═════ RECORDS FOR PROCESSING

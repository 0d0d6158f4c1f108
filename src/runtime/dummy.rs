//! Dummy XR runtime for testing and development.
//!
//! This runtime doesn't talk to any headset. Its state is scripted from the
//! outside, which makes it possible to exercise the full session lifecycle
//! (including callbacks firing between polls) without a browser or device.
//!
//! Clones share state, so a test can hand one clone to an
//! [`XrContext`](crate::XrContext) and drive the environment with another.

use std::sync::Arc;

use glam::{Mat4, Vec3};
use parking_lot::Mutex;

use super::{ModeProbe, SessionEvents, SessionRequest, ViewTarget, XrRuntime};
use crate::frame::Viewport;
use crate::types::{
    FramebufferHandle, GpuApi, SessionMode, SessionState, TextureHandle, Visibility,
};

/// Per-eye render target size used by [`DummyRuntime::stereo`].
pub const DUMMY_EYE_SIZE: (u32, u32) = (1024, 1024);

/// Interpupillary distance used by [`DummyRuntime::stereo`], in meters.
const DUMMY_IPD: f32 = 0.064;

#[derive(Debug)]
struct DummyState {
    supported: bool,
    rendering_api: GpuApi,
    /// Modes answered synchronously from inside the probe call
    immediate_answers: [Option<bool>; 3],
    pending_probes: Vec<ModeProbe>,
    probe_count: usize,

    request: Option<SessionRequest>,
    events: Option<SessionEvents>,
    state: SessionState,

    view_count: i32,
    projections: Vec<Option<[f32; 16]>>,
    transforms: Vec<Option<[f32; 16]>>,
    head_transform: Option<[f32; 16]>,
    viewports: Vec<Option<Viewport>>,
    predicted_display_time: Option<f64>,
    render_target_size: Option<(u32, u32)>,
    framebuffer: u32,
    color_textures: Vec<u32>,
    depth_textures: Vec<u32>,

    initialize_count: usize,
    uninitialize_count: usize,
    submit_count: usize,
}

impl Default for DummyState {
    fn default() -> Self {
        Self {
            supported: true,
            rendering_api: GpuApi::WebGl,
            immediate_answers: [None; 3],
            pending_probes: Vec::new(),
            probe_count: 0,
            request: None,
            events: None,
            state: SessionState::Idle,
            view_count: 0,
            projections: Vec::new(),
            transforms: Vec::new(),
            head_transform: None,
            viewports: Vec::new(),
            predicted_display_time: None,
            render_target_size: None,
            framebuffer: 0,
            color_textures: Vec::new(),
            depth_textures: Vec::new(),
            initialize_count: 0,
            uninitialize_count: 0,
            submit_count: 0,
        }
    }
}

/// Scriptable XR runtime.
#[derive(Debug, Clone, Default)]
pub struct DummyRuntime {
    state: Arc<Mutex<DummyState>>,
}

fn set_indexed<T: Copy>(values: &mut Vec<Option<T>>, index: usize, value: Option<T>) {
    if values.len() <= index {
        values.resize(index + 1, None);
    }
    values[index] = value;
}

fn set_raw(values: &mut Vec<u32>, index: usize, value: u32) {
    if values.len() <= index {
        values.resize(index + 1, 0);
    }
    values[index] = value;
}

══════════

Each record must be output exactly, with none omitted.

repository 0d0d6158f4c1f108
filename src/runtime/dummy.rs
//! Dummy XR runtime for testing and development.
//!
//! This runtime doesn't talk to any headset. Its state is scripted from the
//! outside, which makes it possible to exercise the full session lifecycle
//! (including callbacks firing between polls) without a browser or device.
//!
//! Clones share state, so a test can hand one clone to an
//! [`XrContext`](crate::XrContext) and drive the environment with another.

use std::sync::Arc;

use glam::{Mat4, Vec3};
use parking_lot::Mutex;

use super::{ModeProbe, SessionEvents, SessionRequest, ViewTarget, XrRuntime};
use crate::frame::Viewport;
use crate::types::{
    FramebufferHandle, GpuApi, SessionMode, SessionState, TextureHandle, Visibility,
};

/// Per-eye render target size used by [`DummyRuntime::stereo`].
pub const DUMMY_EYE_SIZE: (u32, u32) = (1024, 1024);

/// Interpupillary distance used by [`DummyRuntime::stereo`], in meters.
const DUMMY_IPD: f32 = 0.064;

#[derive(Debug)]
struct DummyState {
    supported: bool,
    rendering_api: GpuApi,
    /// Modes answered synchronously from inside the probe call
    immediate_answers: [Option<bool>; 3],
    pending_probes: Vec<ModeProbe>,
    probe_count: usize,

    request: Option<SessionRequest>,
    events: Option<SessionEvents>,
    state: SessionState,

    view_count: i32,
    projections: Vec<Option<[f32; 16]>>,
    transforms: Vec<Option<[f32; 16]>>,
    head_transform: Option<[f32; 16]>,
    viewports: Vec<Option<Viewport>>,
    predicted_display_time: Option<f64>,
    render_target_size: Option<(u32, u32)>,
    framebuffer: u32,
    color_textures: Vec<u32>,
    depth_textures: Vec<u32>,

    initialize_count: usize,
    uninitialize_count: usize,
    submit_count: usize,
}

impl Default for DummyState {
    fn default() -> Self {
        Self {
            supported: true,
            rendering_api: GpuApi::WebGl,
            immediate_answers: [None; 3],
            pending_probes: Vec::new(),
            probe_count: 0,
            request: None,
            events: None,
            state: SessionState::Idle,
            view_count: 0,
            projections: Vec::new(),
            transforms: Vec::new(),
            head_transform: None,
            viewports: Vec::new(),
            predicted_display_time: None,
            render_target_size: None,
            framebuffer: 0,
            color_textures: Vec::new(),
            depth_textures: Vec::new(),
            initialize_count: 0,
            uninitialize_count: 0,
            submit_count: 0,
        }
    }
}

/// Scriptable XR runtime.
#[derive(Debug, Clone, Default)]
pub struct DummyRuntime {
    state: Arc<Mutex<DummyState>>,
}

fn set_indexed<T: Copy>(values: &mut Vec<Option<T>>, index: usize, value: Option<T>) {
    if values.len() <= index {
        values.resize(index + 1, None);
    }
    values[index] = value;
}

fn set_raw(values: &mut Vec<u32>, index: usize, value: u32) {
    if values.len() <= index {
        values.resize(index + 1, 0);
    }
    values[index] = value;
}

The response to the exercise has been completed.